Schwab: Condensing the non-condescending case against Trump

Knowing that Trumpists have read the indictment they understand his lawyers’ defense is ‘aspriational.’

By Sid Schwab / Herald columnist

As much as public education and non-white, non-male, non-Christian, non-heterosexual, or immigrant Americans, so we’re told, Trumpists hate being condescended to.

So this column assumes that all such readers have fully familiarized themselves with and assimilated the contents of Jack Smith’s Jan. 6 indictment. Because they value enlightenment, they will have read it word for word. Or had it read to them. Or, in their pickups bearing Trump 2024 and F*** Biden flags, listened to the 8-track version narrated by Jason Aldean.

Having done so, they’ll have understood the lies behind Trump’s and his communals’ claims of criminalizing speech and thought. They’ve recognized that, like all of Trump’s and his media mouthpieces’ efforts at gaslighting, it’s the opposite. It begins, in fact, with clear statements that Trump has the right to continue his unbroken streak of lifelong lying, to his amygdala’s content. And they’ll have internalized this tidbit among many in the indictment: “Jan 3. When the Chairman and another advisor recommended that the Defendant take no action because Inauguration Day was only 17 days away and any course of action could trigger something unhelpful, the Defendant calmly agreed, stating Yeah, you’re right, it’s too late for us. …”

They’ll have understood why the indictment spends the first several of its 45 pages enumerating the manifold times Trump was told his election lies were lies. And that it sources truth-telling, even from some people within his collection of cacoethic collaborators and many more outside; and the data on the basis of which he was so informed. If he still believed, he’s dangerously mentally ill and should be barred (!) from future office. If not, he’s a malignant liar who oughtn’t be trusted with a driver’s license, much less nuclear codes.

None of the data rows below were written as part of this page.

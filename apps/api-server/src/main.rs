//! The main entry point for the Actix-web HTTP server.

use actix_files::Files;
use actix_web::{App, HttpServer, middleware::from_fn, web};
use tracing_actix_web::TracingLogger;

use api_server::config::AppConfig;
use api_server::observability::request_id;
use api_server::state::AppState;
use api_server::telemetry::init_telemetry;
use api_server::{cors, handlers};

#[actix_web::main]
async fn main() -> std::io::Result<()> {
    // Load .env file if present
    dotenvy::dotenv().ok();

    let config = AppConfig::from_env();
    init_telemetry(&config.telemetry);

    if config.uses_default_secret() {
        tracing::warn!("JWT_SECRET not set - signing tokens with the development secret");
    }

    tracing::info!(
        "Starting Quill API Server on {}:{}",
        config.host,
        config.port
    );

    let state = AppState::new(&config).await;

    std::fs::create_dir_all(&config.uploads_dir)?;
    let uploads_dir = config.uploads_dir.clone();
    let allowed_origin = config.allowed_origin.clone();

    HttpServer::new(move || {
        App::new()
            .wrap(cors(allowed_origin.as_deref()))
            .wrap(from_fn(request_id))
            .wrap(TracingLogger::default())
            .app_data(web::Data::new(state.clone()))
            .service(Files::new("/uploads", &uploads_dir))
            .configure(handlers::configure_routes)
    })
    .bind((config.host.as_str(), config.port))?
    .run()
    .await
}
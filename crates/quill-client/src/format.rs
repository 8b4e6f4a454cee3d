//! View helpers for rendering posts.

use chrono::{DateTime, Utc};

const MINUTE: i64 = 60;
const HOUR: i64 = 60 * MINUTE;
const DAY: i64 = 24 * HOUR;
const WEEK: i64 = 7 * DAY;

/// Human-friendly age of `then`: "just now", "5m ago", "3h ago", "2d ago",
/// falling back to a long date such as "March 4, 2024" after a week.
pub fn format_relative_time(then: DateTime<Utc>) -> String {
    relative_to(then, Utc::now())
}

fn relative_to(then: DateTime<Utc>, now: DateTime<Utc>) -> String {
    let seconds = (now - then).num_seconds();

    match seconds {
        s if s < MINUTE => "just now".to_string(),
        s if s < HOUR => format!("{}m ago", s / MINUTE),
        s if s < DAY => format!("{}h ago", s / HOUR),
        s if s < WEEK => format!("{}d ago", s / DAY),
        _ => then.format("%B %-d, %Y").to_string(),
    }
}

/// Cut `text` to `max` characters, appending "..." when anything was removed.
pub fn truncate_text(text: &str, max: usize) -> String {
    match text.char_indices().nth(max) {
        Some((end, _)) => format!("{}...", &text[..end]),
        None => text.to_string(),
    }
}
//! In-memory repositories - used as fallback when no database is configured.
//!
//! Every mutation runs under a single write lock, so counter and comment
//! updates are atomic with respect to concurrent requests.
//! Note: Data is lost on process restart.

mod categories;
mod posts;
mod users;

pub use categories::InMemoryCategoryRepository;
pub use posts::InMemoryPostRepository;
pub use users::InMemoryUserRepository;
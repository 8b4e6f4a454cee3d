//! Schema migrations for the Quill document store.

pub use sea_orm_migration::prelude::*;

mod m20240101_000001_create_blog_tables;

pub struct Migrator;

#[async_trait::async_trait]
impl MigratorTrait for Migrator {
    fn migrations() -> Vec<Box<dyn MigrationTrait>> {
        vec![Box::new(m20240101_000001_create_blog_tables::Migration)]
    }
}
use async_trait::async_trait;
use chrono::Utc;
use tokio::sync::RwLock;
use uuid::Uuid;

use quill_core::domain::{Comment, PageRequest, Post, PostFilter};
use quill_core::error::RepoError;
use quill_core::ports::{BaseRepository, PostRepository};

/// In-memory post store. Insertion order breaks `created_at` ties.
#[derive(Default)]
pub struct InMemoryPostRepository {
    store: RwLock<Vec<Post>>,
}

impl InMemoryPostRepository {
    pub fn new() -> Self {
        Self::default()
    }

    /// Apply `change` to one post under the write lock.
    async fn modify<F>(&self, id: Uuid, change: F) -> Result<Option<Post>, RepoError>
    where
        F: FnOnce(&mut Post) + Send,
    {
        let mut store = self.store.write().await;
        let Some(post) = store.iter_mut().find(|p| p.id == id) else {
            return Ok(None);
        };

        change(post);
        post.updated_at = Utc::now();
        Ok(Some(post.clone()))
    }
}

fn words(text: &str) -> impl Iterator<Item = String> + '_ {
    text.split(|c: char| !c.is_alphanumeric())
        .filter(|w| !w.is_empty())
        .map(str::to_lowercase)
}

fn matches_text(post: &Post, terms: &[String]) -> bool {
    let tags = post.tags.iter().map(String::as_str);
    let mut fields = [post.title.as_str(), post.content.as_str()]
        .into_iter()
        .chain(tags)
        .flat_map(words);

    fields.any(|word| terms.contains(&word))
}

fn matches(post: &Post, filter: &PostFilter, terms: &[String]) -> bool {
    if filter.user_id.as_ref().is_some_and(|u| &post.user_id != u) {
        return false;
    }
    if filter.category.is_some_and(|c| !post.categories.contains(&c)) {
        return false;
    }
    if filter.status.is_some_and(|s| post.status != s) {
        return false;
    }
    if filter.search.is_some() && !terms.is_empty() && !matches_text(post, terms) {
        return false;
    }
    true
}

#[async_trait]
impl BaseRepository<Post, Uuid> for InMemoryPostRepository {
    async fn find_by_id(&self, id: Uuid) -> Result<Option<Post>, RepoError> {
        let store = self.store.read().await;
        Ok(store.iter().find(|p| p.id == id).cloned())
    }

    async fn create(&self, post: Post) -> Result<Post, RepoError> {
        let mut store = self.store.write().await;
        if store.iter().any(|p| p.id == post.id) {
            return Err(RepoError::Constraint(format!("duplicate post id {}", post.id)));
        }
        store.push(post.clone());
        Ok(post)
    }

    async fn update(&self, post: Post) -> Result<Post, RepoError> {
        let mut store = self.store.write().await;
        let slot = store
            .iter_mut()
            .find(|p| p.id == post.id)
            .ok_or(RepoError::NotFound)?;
        *slot = post.clone();
        Ok(post)
    }

    async fn delete(&self, id: Uuid) -> Result<(), RepoError> {
        let mut store = self.store.write().await;
        let before = store.len();
        store.retain(|p| p.id != id);
        if store.len() == before {
            return Err(RepoError::NotFound);
        }
        Ok(())
    }
}

#[async_trait]
impl PostRepository for InMemoryPostRepository {
    async fn find_page(
        &self,
        filter: &PostFilter,
        page: PageRequest,
    ) -> Result<Vec<Post>, RepoError> {
        let terms = filter.search_terms();
        let store = self.store.read().await;

        let mut found: Vec<&Post> = store
            .iter()
            .rev()
            .filter(|p| matches(p, filter, &terms))
            .collect();
        found.sort_by(|a, b| b.created_at.cmp(&a.created_at));

        let skip = usize::try_from(page.offset()).unwrap_or(usize::MAX);
        let take = usize::try_from(page.limit).unwrap_or(usize::MAX);
        Ok(found.into_iter().skip(skip).take(take).cloned().collect())
    }

    async fn count(&self, filter: &PostFilter) -> Result<u64, RepoError> {
        let terms = filter.search_terms();
        let store = self.store.read().await;
        Ok(store.iter().filter(|p| matches(p, filter, &terms)).count() as u64)
    }

    async fn save_edits(&self, edited: Post) -> Result<Option<Post>, RepoError> {
        self.modify(edited.id, move |p| p.take_edits(edited)).await
    }

    async fn increment_views(&self, id: Uuid) -> Result<Option<Post>, RepoError> {
        self.modify(id, |p| p.views += 1).await
    }

    async fn increment_likes(&self, id: Uuid) -> Result<Option<Post>, RepoError> {
        self.modify(id, |p| p.likes += 1).await
    }

    async fn push_comment(&self, id: Uuid, comment: Comment) -> Result<Option<Post>, RepoError> {
        self.modify(id, move |p| p.comments.push(comment)).await
    }

    async fn pull_comment(&self, id: Uuid, comment_id: Uuid) -> Result<Option<Post>, RepoError> {
        self.modify(id, |p| p.comments.retain(|c| c.id != comment_id))
            .await
    }
}

#[cfg(test)]
mod tests {
    use std::sync::Arc;

    use quill_core::domain::{NewPost, PostChanges, PostStatus};

    use super::*;

    fn post(title: &str, content: &str) -> Post {
        Post::new(NewPost {
            user_id: "user_1".into(),
            user_name: "Ada".into(),
            title: title.into(),
            content: content.into(),
            ..Default::default()
        })
    }

    #[tokio::test]
    async fn test_create_and_find() {
        let repo = InMemoryPostRepository::new();
        let created = repo.create(post("First post", "Hello there world")).await.unwrap();

        let found = repo.find_by_id(created.id).await.unwrap();
        assert_eq!(found, Some(created));
        assert_eq!(repo.find_by_id(Uuid::new_v4()).await.unwrap(), None);
    }

    #[tokio::test]
    async fn test_page_is_newest_first() {
        let repo = InMemoryPostRepository::new();
        for i in 0..15 {
            repo.create(post(&format!("Post number {i}"), "Some body text"))
                .await
                .unwrap();
        }

        let filter = PostFilter::default();
        let first = repo.find_page(&filter, PageRequest::new(Some(1), Some(10))).await.unwrap();
        let second = repo.find_page(&filter, PageRequest::new(Some(2), Some(10))).await.unwrap();

        assert_eq!(first.len(), 10);
        assert_eq!(second.len(), 5);
        assert_eq!(first[0].title, "Post number 14");
        assert_eq!(second[4].title, "Post number 0");
        assert_eq!(repo.count(&filter).await.unwrap(), 15);
    }

    #[tokio::test]
    async fn test_filters() {
        let repo = InMemoryPostRepository::new();
        let category = Uuid::new_v4();

        let mut tagged = post("Learning Rust", "Ownership and borrowing explained");
        tagged.categories = vec![category];
        tagged.tags = vec!["systems".into()];
        repo.create(tagged).await.unwrap();

        let mut draft = post("Gardening notes", "Tomatoes need sun");
        draft.status = PostStatus::Draft;
        draft.user_id = "user_2".into();
        repo.create(draft).await.unwrap();

        let by_category = PostFilter {
            category: Some(category),
            ..Default::default()
        };
        assert_eq!(repo.count(&by_category).await.unwrap(), 1);

        let drafts = PostFilter {
            status: Some(PostStatus::Draft),
            ..Default::default()
        };
        assert_eq!(repo.count(&drafts).await.unwrap(), 1);

        let by_user = PostFilter {
            user_id: Some("user_2".into()),
            ..Default::default()
        };
        assert_eq!(repo.count(&by_user).await.unwrap(), 1);

        let search = PostFilter {
            search: Some("tomatoes SYSTEMS".into()),
            ..Default::default()
        };
        assert_eq!(repo.count(&search).await.unwrap(), 2);

        let miss = PostFilter {
            search: Some("kubernetes".into()),
            ..Default::default()
        };
        assert_eq!(repo.count(&miss).await.unwrap(), 0);
    }

    #[tokio::test]
    async fn test_concurrent_likes_are_not_lost() {
        let repo = Arc::new(InMemoryPostRepository::new());
        let id = repo.create(post("Popular post", "Everyone likes this")).await.unwrap().id;

        let handles: Vec<_> = (0..50)
            .map(|_| {
                let repo = repo.clone();
                tokio::spawn(async move { repo.increment_likes(id).await })
            })
            .collect();
        for handle in handles {
            handle.await.unwrap().unwrap();
        }

        let post = repo.find_by_id(id).await.unwrap().unwrap();
        assert_eq!(post.likes, 50);
    }

    #[tokio::test]
    async fn test_comments_push_and_pull() {
        let repo = InMemoryPostRepository::new();
        let id = repo.create(post("Discussed post", "Talk about it")).await.unwrap().id;

        let first = Comment::new("u1".into(), "One".into(), "first");
        let second = Comment::new("u2".into(), "Two".into(), "second");
        let first_id = first.id;

        repo.push_comment(id, first).await.unwrap();
        let post = repo.push_comment(id, second).await.unwrap().unwrap();
        assert_eq!(post.comments.len(), 2);
        assert_eq!(post.comments[1].content, "second");

        let post = repo.pull_comment(id, first_id).await.unwrap().unwrap();
        assert_eq!(post.comments.len(), 1);
        assert_eq!(post.comments[0].content, "second");

        // Pulling an unknown comment leaves the list unchanged.
        let post = repo.pull_comment(id, Uuid::new_v4()).await.unwrap().unwrap();
        assert_eq!(post.comments.len(), 1);
    }

    #[tokio::test]
    async fn test_owner_edit_keeps_interleaved_comment_and_likes() {
        let repo = InMemoryPostRepository::new();
        let id = repo.create(post("Busy post title", "Lots going on here")).await.unwrap().id;

        let mut edited = repo.find_by_id(id).await.unwrap().unwrap();

        repo.push_comment(id, Comment::new("u2".into(), "Two".into(), "nice"))
            .await
            .unwrap();
        repo.increment_likes(id).await.unwrap();
        repo.increment_views(id).await.unwrap();

        edited.apply(PostChanges {
            title: Some("Edited post title".into()),
            ..Default::default()
        });
        let saved = repo.save_edits(edited).await.unwrap().unwrap();

        assert_eq!(saved.title, "Edited post title");
        assert_eq!(saved.comments.len(), 1);
        assert_eq!(saved.likes, 1);
        assert_eq!(saved.views, 1);
        assert_eq!(repo.find_by_id(id).await.unwrap().unwrap(), saved);
    }

    #[tokio::test]
    async fn test_mutations_on_missing_post() {
        let repo = InMemoryPostRepository::new();
        let missing = Uuid::new_v4();

        assert!(repo.increment_views(missing).await.unwrap().is_none());
        assert!(repo.save_edits(post("Ghost post", "Nobody home")).await.unwrap().is_none());
        assert!(matches!(repo.delete(missing).await, Err(RepoError::NotFound)));
        assert!(matches!(
            repo.update(post("Ghost post", "Nobody home")).await,
            Err(RepoError::NotFound)
        ));
    }
}
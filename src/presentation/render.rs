//! Server-side HTML rendering for the analyzer page.
//!
//! The page and the per-headline partial are handlebars templates; every
//! interpolated value is HTML-escaped by the registry.

use chrono::{DateTime, Local};
use handlebars::Handlebars;
use serde::Serialize;

use super::HeadlineReport;
use super::sentiment::SentimentSlot;
use crate::error::AppError;

pub const SAMPLE_HEADLINE: &str =
    "Federal Reserve hints at interest rate cuts, boosting market confidence.";

const PAGE_TEMPLATE: &str = include_str!("templates/page.hbs");
const REPORT_PARTIAL: &str = include_str!("templates/report.hbs");

/// Display category for a sentiment label.
#[derive(Debug, Clone, Copy, PartialEq, Eq)]
pub enum Tone {
    Positive,
    Negative,
    Neutral,
}

impl Tone {
    pub fn from_label(label: &str) -> Self {
        match label.to_uppercase().as_str() {
            "POSITIVE" => Tone::Positive,
            "NEGATIVE" => Tone::Negative,
            _ => Tone::Neutral,
        }
    }

    fn css_class(self) -> &'static str {
        match self {
            Tone::Positive => "success",
            Tone::Negative => "error",
            Tone::Neutral => "info",
        }
    }
}

/// A banner shown above the results.
#[derive(Debug, Clone, PartialEq, Eq)]
pub enum Notice {
    Warning(String),
    Error(String),
}

/// Everything one page render needs.
#[derive(Debug)]
pub struct PageView<'a> {
    /// Text to pre-fill the textarea with.
    pub input: &'a str,
    pub notice: Option<Notice>,
    pub reports: &'a [HeadlineReport],
    pub analyzed_at: Option<DateTime<Local>>,
}

impl<'a> PageView<'a> {
    /// The initial, empty form.
    pub fn blank() -> Self {
        Self { input: SAMPLE_HEADLINE, notice: None, reports: &[], analyzed_at: None }
    }
}

/// `0.8734` → `"87.34%"`.
pub fn format_confidence(score: f64) -> String {
    format!("{:.2}%", score * 100.0)
}

// ── Template contexts ─────────────────────────────────────────────────────────

#[derive(Serialize)]
struct PageContext<'a> {
    input: &'a str,
    notice: Option<NoticeContext<'a>>,
    count: usize,
    analyzed_at: Option<String>,
    reports: Vec<ReportContext<'a>>,
}

#[derive(Serialize)]
struct NoticeContext<'a> {
    class: &'static str,
    message: &'a str,
}

#[derive(Serialize)]
struct ReportContext<'a> {
    number: usize,
    text: &'a str,
    sentiment: Option<SentimentContext<'a>>,
    entities: Vec<EntityGroupContext<'a>>,
}

#[derive(Serialize)]
struct SentimentContext<'a> {
    label: &'a str,
    tone: &'static str,
    percent: u32,
    confidence: String,
    raw_json: String,
}

#[derive(Serialize)]
struct EntityGroupContext<'a> {
    tag: &'a str,
    entries: String,
}

impl<'a> PageContext<'a> {
    fn from_view(view: &'a PageView<'a>) -> Self {
        let notice = view.notice.as_ref().map(|n| match n {
            Notice::Warning(m) => NoticeContext { class: "warning", message: m },
            Notice::Error(m) => NoticeContext { class: "error", message: m },
        });
        Self {
            input: view.input,
            notice,
            count: view.reports.len(),
            analyzed_at: view.analyzed_at.map(|at| at.format("%Y-%m-%d %H:%M:%S").to_string()),
            reports: view.reports.iter().map(ReportContext::from_report).collect(),
        }
    }
}

impl<'a> ReportContext<'a> {
    fn from_report(report: &'a HeadlineReport) -> Self {
        let sentiment = match &report.sentiment {
            SentimentSlot::Available { top, raw } => Some(SentimentContext {
                label: &top.label,
                tone: Tone::from_label(&top.label).css_class(),
                percent: (top.score.clamp(0.0, 1.0) * 100.0).round() as u32,
                confidence: format_confidence(top.score),
                raw_json: serde_json::to_string_pretty(raw)
                    .unwrap_or_else(|e| format!("<serialization failed: {e}>")),
            }),
            SentimentSlot::Unavailable => None,
        };
        Self {
            number: report.headline.position + 1,
            text: &report.headline.text,
            sentiment,
            entities: report
                .entities
                .iter()
                .map(|(tag, entries)| EntityGroupContext { tag, entries: entries.join(", ") })
                .collect(),
        }
    }
}

// ── Renderer ──────────────────────────────────────────────────────────────────

/// Compiled page templates. Built once per UI server.
pub struct Renderer {
    handlebars: Handlebars<'static>,
}

impl Renderer {
    pub fn new() -> Result<Self, AppError> {
        let mut handlebars = Handlebars::new();
        handlebars.register_helper("uppercase", Box::new(uppercase_helper));
        handlebars
            .register_template_string("page", PAGE_TEMPLATE)
            .map_err(|e| AppError::Template(e.to_string()))?;
        handlebars
            .register_partial("report", REPORT_PARTIAL)
            .map_err(|e| AppError::Template(e.to_string()))?;
        Ok(Self { handlebars })
    }

    pub fn render_page(&self, view: &PageView<'_>) -> Result<String, AppError> {
        self.handlebars
            .render("page", &PageContext::from_view(view))
            .map_err(|e| AppError::Template(e.to_string()))
    }
}

// Helper output bypasses the registry's escaping, so escape here.
fn uppercase_helper(
    h: &handlebars::Helper,
    _: &Handlebars,
    _: &handlebars::Context,
    _: &mut handlebars::RenderContext,
    out: &mut dyn handlebars::Output,
) -> handlebars::HelperResult {
    let param = h.param(0).and_then(|v| v.value().as_str()).unwrap_or("");
    out.write(&handlebars::html_escape(&param.to_uppercase()))?;
    Ok(())
}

Nevertheless, the need to prove he believed he won (“all 50 states”) is, like the First Amendment claims, irrelevant; the indictment isn’t about either. It’s about using those lies, or psychoses, as the basis for creating buy-in to conspiracies to defraud the U.S. government and its citizens; plotting to deprive voters of their constitutional right to have their votes counted. Fraud, of course, is something of which Trump is even more of a practitioner than marital infidelity. Nor is it protected speech. And, contrary to the declaration from the most recent of his revolving-door lawyers, who admitted attempting to overthrow an election is “a technical violation of the Constitution” but not “a violation of criminal law,” it is. The consigliere also posited that since the unconstitutional fake elector cabal failed, it was merely “aspirational,” of no legal import. Like a bank robbery thwarted by calling the cops.

Less implicit in the indictment, probably still working its way through neuro-Trumpic pathways to their cerebral cortices, is debunkery of the notion that indicting a former “president” makes America a “banana republic.” Comes Mister Tallyman to tally they banana: Were we such a nation, Trump would have been rounded up long since, imprisoned without trial, left in solitary confinement till the next revolution. Prior to which, he might have been paraded, chained, through the town square, to jeers and taunts by the 6-foot, 7-foot, 8-foot bunch. But this is America. Trump’s crimes have been investigated for months, the vetted evidence therefrom presented to a grand jury of ordinary citizens, who concluded there were grounds for indictment. And he’ll have a trial in which he can defend himself.

If these facts could theoretically be grasped by the undeserving-of-condescension, they’re unlikely to disabuse them of the belief that calling Trump to account for his crimes is senile, sleepy, but somehow evil genius Joe Biden taking down his prevailing political opponent. That there’s no evidence of presidential involvement is no more convincing to the MAGAnlightened than the lack of proof of electoral fraud. Or of President Biden’s over-hyped, under-happened criminality.

Likewise, Trump’s insistence that the indictment’s timing proves deliberate election interference because Special Prosecutor Smith could have presented it sooner, dismisses the many months of delays occasioned by Trump’s claims of executive privilege and ignoring of subpoenas. In fact, he could get past it at least a year before the 2024 election, simply by demanding the speedy trial to which he’s entitled, by law.

His newest media-flooding lawyer also wants a venue change to West Virginia, because it’s “more diverse” (wink, wink) than D.C. The reality? West Virginia: 92 percent white, 3 percent Black; D.C.: 40 percent white, 45 percent Black. It seems Trump is deliberately choosing idiot lawyers to strengthen his case for innocence by virtue of following bad legal advice.

If the preceding amounts only to desperation and baseless, losing arguments, there’s a powerful case Trump has yet to make: Given his childish, schoolyard insults hurled hourly on “Truthless Sociopathic,” including whining that Nancy Pelosi was being “mean” when she called him a “scared puppy,” he could legitimately argue it’s a miscarriage of justice to try him as an adult.